PROVIDED RECORDS Start Marker
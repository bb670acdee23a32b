//! 同步过程中产生的结构化事件，由调用方决定如何展示

use serde::Serialize;
use tokio::sync::mpsc;

#[derive(Debug, Clone, PartialEq, Eq, Serialize)]
#[serde(tag = "type", rename_all = "camelCase")]
pub enum SyncEvent {
    /// 创建了远程目录
    DirectoryCreated { path: String },
    /// 文件已上传
    #[serde(rename_all = "camelCase")]
    Uploaded {
        path: String,
        remote_path: String,
        bytes: u64,
    },
    /// 远程文件已是最新
    Skipped { path: String },
    /// 单个文件失败
    Failed { path: String, error: String },
}

/// 事件发送端，没有接收方时静默丢弃
#[derive(Clone, Default)]
pub struct EventSink {
    tx: Option<mpsc::Sender<SyncEvent>>,
}

impl EventSink {
    pub fn new(tx: mpsc::Sender<SyncEvent>) -> Self {
        Self { tx: Some(tx) }
    }

    pub fn none() -> Self {
        Self { tx: None }
    }

    pub async fn emit(&self, event: SyncEvent) {
        if let Some(tx) = &self.tx {
            let _ = tx.send(event).await;
        }
    }
}
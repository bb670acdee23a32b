use crate::core::file_state::LocalFileDescriptor;
use chrono::{DateTime, Utc};

/// 判断本地文件是否需要上传
///
/// - 远程不存在：需要上传
/// - 远程存在但没有修改时间：需要上传
/// - 否则仅当本地修改时间严格晚于远程时上传，时间相同视为已是最新
///
/// 按完整精度比较，同一秒内的重新构建也会被上传。
pub fn needs_upload(
    local: &LocalFileDescriptor,
    remote_exists: bool,
    remote_modified: Option<DateTime<Utc>>,
) -> bool {
    if !remote_exists {
        return true;
    }

    match remote_modified {
        Some(remote) => {
            let newer = local.modified > remote;
            tracing::debug!(
                "比较修改时间: {} (local={}, remote={}, newer={})",
                local.relative_path,
                local.modified,
                remote,
                newer
            );
            newer
        }
        None => true,
    }
}
//! 本地路径到远程路径的换算

use std::path::{Component, Path};
use thiserror::Error;

/// 远程路径分隔符
pub const REMOTE_SEPARATOR: char = '/';

#[derive(Debug, Error, Clone, PartialEq, Eq)]
pub enum PathError {
    #[error("{file} 不在本地根目录 {root} 之下")]
    NotUnderRoot { root: String, file: String },
    #[error("远程基础路径不能为空")]
    EmptyBase,
    #[error("无效的相对路径: {0}")]
    InvalidRelative(String),
}

/// 计算本地文件相对于本地根目录的远程相对路径
///
/// 只按本地平台的路径分隔符拆分，各段以 `/` 连接。
pub fn resolve(local_root: &Path, local_file: &Path) -> Result<String, PathError> {
    let not_under_root = || PathError::NotUnderRoot {
        root: local_root.display().to_string(),
        file: local_file.display().to_string(),
    };

    let relative = local_file
        .strip_prefix(local_root)
        .map_err(|_| not_under_root())?;

    let mut parts = Vec::new();
    for component in relative.components() {
        match component {
            Component::Normal(part) => parts.push(part.to_string_lossy().into_owned()),
            Component::CurDir => {}
            _ => return Err(not_under_root()),
        }
    }

    if parts.is_empty() {
        return Err(not_under_root());
    }
    Ok(parts.join("/"))
}

/// 保证基础路径以分隔符结尾
pub fn normalize_base(base: &str) -> Result<String, PathError> {
    let base = base.trim();
    if base.is_empty() {
        return Err(PathError::EmptyBase);
    }
    if base.ends_with(REMOTE_SEPARATOR) {
        Ok(base.to_string())
    } else {
        Ok(format!("{}{}", base, REMOTE_SEPARATOR))
    }
}

/// 拼接远程目标路径
pub fn remote_target(base: &str, relative: &str) -> Result<String, PathError> {
    let base = normalize_base(base)?;
    let relative = relative.trim_start_matches(REMOTE_SEPARATOR);

    if relative.is_empty() || relative.ends_with('/') {
        return Err(PathError::InvalidRelative(relative.to_string()));
    }
    let has_bad_component = Path::new(relative)
        .components()
        .any(|c| !matches!(c, Component::Normal(_)));
    if has_bad_component || relative.split('/').any(|s| s.is_empty() || s == "..") {
        return Err(PathError::InvalidRelative(relative.to_string()));
    }

    Ok(format!("{}{}", base, relative))
}

/// 远程文件的父目录段，从根到父目录依次排列
pub fn parent_segments(remote_path: &str) -> Vec<String> {
    let mut parts: Vec<String> = remote_path
        .split(REMOTE_SEPARATOR)
        .filter(|p| !p.is_empty())
        .map(str::to_string)
        .collect();

    if !remote_path.ends_with(REMOTE_SEPARATOR) {
        parts.pop();
    }
    parts
}

/// 由前 `depth` 个段组成的目录路径，形如 `/a/b/`
pub fn combine(segments: &[String], depth: usize) -> String {
    let mut path = String::from(REMOTE_SEPARATOR);
    for segment in &segments[..depth] {
        path.push_str(segment);
        path.push(REMOTE_SEPARATOR);
    }
    path
}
PROVIDED RECORDS End Marker
■ WHAT YOU NEED TO DO
Scan the records for the string "EmptyBase" and show every line that contains it.

■ ANSWER TO THIS TASK
    EmptyBase,
        return Err(PathError::EmptyBase);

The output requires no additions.